Non-microsurgical techniques increase the rate of damage to the epididymal tubule and so can result in both obstruction and ultimately prevent sperm reaching semen, thus resulting in a decreased or zero sperm count.
Fallopian tube repair
The fallopian tubes are very delicate structures in which egg and sperm fertilise to produce an embryo and pregnancy. If they are obstructed then pregnancy cannot occur. The commonest cause of obstruction is due to elective sterilisation for which microsurgical fallopian tube reanastomosis is a a highly successful procedure.
Blockage of the Fallopian tubes has a number of disease related causes, the most common of which are past pelvic infection, prior surgery and endometriosis. Microsurgery has long been used to open up blocked fallopian tubes and is successful in doing so in a majority of cases.
A critical issue when considering microsurgery to repair damaged Fallopian tubes is the nature and extent of the adhesions which are blocking or binding the tubes.
Preliminary pelvic assessment using a telescope through the umbilicus known as laparoscopy will always be required. In addition, a specialised technique to assess the exact position of blockage (selective salpingography) will usually be necessary to determine if microsurgery is the best treatment.

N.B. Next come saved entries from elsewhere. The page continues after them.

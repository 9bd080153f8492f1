//! Gateway error taxonomy.
//!
//! Every variant maps to a JSON-RPC error object so that clients always receive a well-formed
//! error, and to an HTTP status for the front door.

use crate::registry::HealthState;
use axum::http::StatusCode;
use mcp_mux_protocol::{JsonRpcError, ProtocolError};
use serde_json::json;
use thiserror::Error;

pub type Result<T> = std::result::Result<T, GatewayError>;

pub mod codes {
    pub const UNKNOWN_BACKEND: i64 = -32001;
    pub const BACKEND_UNHEALTHY: i64 = -32002;
    pub const TIMEOUT: i64 = -32003;
    pub const BACKEND_RESTARTED: i64 = -32004;
    pub const SESSION_CLOSED: i64 = -32005;
    pub const SLOW_CONSUMER: i64 = -32006;
    pub const OVERLOADED: i64 = -32007;
    pub const TRANSPORT: i64 = -32008;
    pub const UNKNOWN_SESSION: i64 = -32009;
    pub const REMOTE: i64 = -32010;
    pub const BACKEND_STOPPED: i64 = -32011;
}

#[derive(Debug, Clone, Error)]
pub enum GatewayError {
    #[error("unknown backend '{0}'")]
    UnknownBackend(String),

    #[error("unknown session '{0}'")]
    UnknownSession(String),

    #[error("backend '{name}' is {state}")]
    BackendUnhealthy { name: String, state: HealthState },

    #[error("backend '{0}' restarted before responding")]
    BackendRestarted(String),

    #[error("backend '{0}' was stopped")]
    BackendStopped(String),

    #[error("request to '{backend}' timed out after {timeout_ms}ms")]
    Timeout { backend: String, timeout_ms: u64 },

    #[error("session closed")]
    SessionClosed,

    #[error("session outbound queue is full")]
    SlowConsumer,

    #[error("backend '{0}' write queue is full")]
    Overloaded(String),

    #[error("transport failure on '{backend}': {reason}")]
    Transport { backend: String, reason: String },

    #[error("protocol error: {0}")]
    Protocol(#[from] ProtocolError),

    #[error("invalid request: {0}")]
    InvalidRequest(String),

    #[error("remote backend '{backend}' failed: {reason}")]
    Remote { backend: String, reason: String },

    #[error("configuration error: {0}")]
    Config(String),

    #[error("startup failed: {0}")]
    Startup(String),
}

impl GatewayError {
    pub fn timeout(backend: &str, timeout: std::time::Duration) -> Self {
        GatewayError::Timeout {
            backend: backend.to_string(),
            timeout_ms: u64::try_from(timeout.as_millis()).unwrap_or(u64::MAX),
        }
    }

    pub fn transport(backend: &str, reason: impl std::fmt::Display) -> Self {
        GatewayError::Transport {
            backend: backend.to_string(),
            reason: reason.to_string(),
        }
    }

    pub fn remote(backend: &str, reason: impl std::fmt::Display) -> Self {
        GatewayError::Remote {
            backend: backend.to_string(),
            reason: reason.to_string(),
        }
    }

    /// Stable machine-readable name, carried in `error.data.kind`.
    pub fn kind(&self) -> &'static str {
        match self {
            GatewayError::UnknownBackend(_) => "unknown_backend",
            GatewayError::UnknownSession(_) => "unknown_session",
            GatewayError::BackendUnhealthy { .. } => "backend_unhealthy",
            GatewayError::BackendRestarted(_) => "backend_restarted",
            GatewayError::BackendStopped(_) => "backend_stopped",
            GatewayError::Timeout { .. } => "timeout",
            GatewayError::SessionClosed => "session_closed",
            GatewayError::SlowConsumer => "slow_consumer",
            GatewayError::Overloaded(_) => "overloaded",
            GatewayError::Transport { .. } => "transport",
            GatewayError::Protocol(_) => "protocol",
            GatewayError::InvalidRequest(_) => "invalid_request",
            GatewayError::Remote { .. } => "remote",
            GatewayError::Config(_) => "config",
            GatewayError::Startup(_) => "startup",
        }
    }

    pub fn code(&self) -> i64 {
        match self {
            GatewayError::UnknownBackend(_) => codes::UNKNOWN_BACKEND,
            GatewayError::UnknownSession(_) => codes::UNKNOWN_SESSION,
            GatewayError::BackendUnhealthy { .. } => codes::BACKEND_UNHEALTHY,
            GatewayError::BackendRestarted(_) => codes::BACKEND_RESTARTED,
            GatewayError::BackendStopped(_) => codes::BACKEND_STOPPED,
            GatewayError::Timeout { .. } => codes::TIMEOUT,
            GatewayError::SessionClosed => codes::SESSION_CLOSED,
            GatewayError::SlowConsumer => codes::SLOW_CONSUMER,
            GatewayError::Overloaded(_) => codes::OVERLOADED,
            GatewayError::Transport { .. } => codes::TRANSPORT,
            GatewayError::Remote { .. } => codes::REMOTE,
            GatewayError::Protocol(_) => JsonRpcError::PARSE_ERROR,
            GatewayError::InvalidRequest(_) => JsonRpcError::INVALID_REQUEST,
            GatewayError::Config(_) | GatewayError::Startup(_) => JsonRpcError::INTERNAL_ERROR,
        }
    }

    pub fn backend(&self) -> Option<&str> {
        match self {
            GatewayError::UnknownBackend(name)
            | GatewayError::BackendRestarted(name)
            | GatewayError::BackendStopped(name)
            | GatewayError::Overloaded(name)
            | GatewayError::BackendUnhealthy { name, .. }
            | GatewayError::Timeout { backend: name, .. }
            | GatewayError::Transport { backend: name, .. }
            | GatewayError::Remote { backend: name, .. } => Some(name),
            _ => None,
        }
    }

    pub fn http_status(&self) -> StatusCode {
        match self {
            GatewayError::UnknownBackend(_) | GatewayError::UnknownSession(_) => {
                StatusCode::NOT_FOUND
            }
            GatewayError::BackendUnhealthy { .. }
            | GatewayError::BackendStopped(_)
            | GatewayError::Overloaded(_) => StatusCode::SERVICE_UNAVAILABLE,
            GatewayError::Timeout { .. } => StatusCode::GATEWAY_TIMEOUT,
            GatewayError::BackendRestarted(_)
            | GatewayError::Transport { .. }
            | GatewayError::Remote { .. } => StatusCode::BAD_GATEWAY,
            GatewayError::SessionClosed | GatewayError::SlowConsumer => StatusCode::GONE,
            GatewayError::Protocol(_) | GatewayError::InvalidRequest(_) => StatusCode::BAD_REQUEST,
            GatewayError::Config(_) | GatewayError::Startup(_) => {
                StatusCode::INTERNAL_SERVER_ERROR
            }
        }
    }

    pub fn to_rpc_error(&self) -> JsonRpcError {
        let mut data = json!({ "kind": self.kind() });
        if let Some(backend) = self.backend() {
            data["backend"] = json!(backend);
        }
        if let GatewayError::BackendUnhealthy { state, .. } = self {
            data["state"] = json!(state);
        }
        JsonRpcError::new(self.code(), self.to_string()).with_data(data)
    }
}

#[cfg(test)]
mod tests {
    use super::*;

    #[test]
    fn rpc_error_carries_kind_and_backend() {
        let err = GatewayError::BackendUnhealthy {
            name: "echo".to_string(),
            state: HealthState::Degraded,
        };
        let rpc = err.to_rpc_error();
        assert_eq!(rpc.code, codes::BACKEND_UNHEALTHY);
        assert_eq!(rpc.message, "backend 'echo' is degraded");
        let data = rpc.data.unwrap();
        assert_eq!(data["kind"], "backend_unhealthy");
        assert_eq!(data["backend"], "echo");
        assert_eq!(data["state"], "degraded");
    }

    #[test]
    fn unknown_backend_is_not_found() {
        let err = GatewayError::UnknownBackend("x".into());
        assert_eq!(err.http_status(), StatusCode::NOT_FOUND);
        assert_eq!(err.code(), codes::UNKNOWN_BACKEND);
    }

    #[test]
    fn timeout_reports_milliseconds() {
        let err = GatewayError::timeout("echo", std::time::Duration::from_millis(1500));
        assert_eq!(err.to_string(), "request to 'echo' timed out after 1500ms");
        assert_eq!(err.http_status(), StatusCode::GATEWAY_TIMEOUT);
    }
}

A high level of expertise and experience is required to successfully restore fallopian tube patency. Because the fallopian tubes have many small blood vessels coursing along them, highly accurate methods are essential to prevent additional damage when operating to restore patency. The use of microscopic methods gives the surgeon a superior view of the tube and so a greater ability to explore and find the correct site to re-open the tube, while at the same time preventing further damage and subsequent adhesion formation.
Endometriosis is a complex condition where tissue that looks like the ling of the uterus (the endometrium) is present outside the uterus in the pelvis. It can affect fertility by physically damaging the reproductive organs or by altering the chemistry of the surrounding fluid and so reducing normal function. Approximately 10% of women will develop endometriosis at some time of their lives. In some cases the disease will regress spontaneously; in others it will unfortunately produce symptoms such as painful periods, painful sex, abnormal uterine bleeding or infertility. Often endometriosis is treated medications or by laparoscopic means.
Microsurgical dissection and excsion of endometriois can in certain situations be the best form of treatment for endometriosis. This is particularly so when endometriosis damages the fallopian tubes and ovaries leading to infertility.This aim of microsurgical dissection of endometriosis is to restore the damaged structures and pelvic anatomy to as close to normal as possible. If endometriosis leads to adhesion formation surrounding either the ovaries or fallopian tubes, microsurgical methods optimise the prospects of re-establishing normal fertility function by allowing precise, accurate separation of structures along normal tissue plains, minimising collateral damage and maximising normal anatomical restoration.
Microsurgical methods offer the best hope for long-term correction of potentially painful conditions and those which obstruct the passage of sperm through the male reproductive organs or cause pain.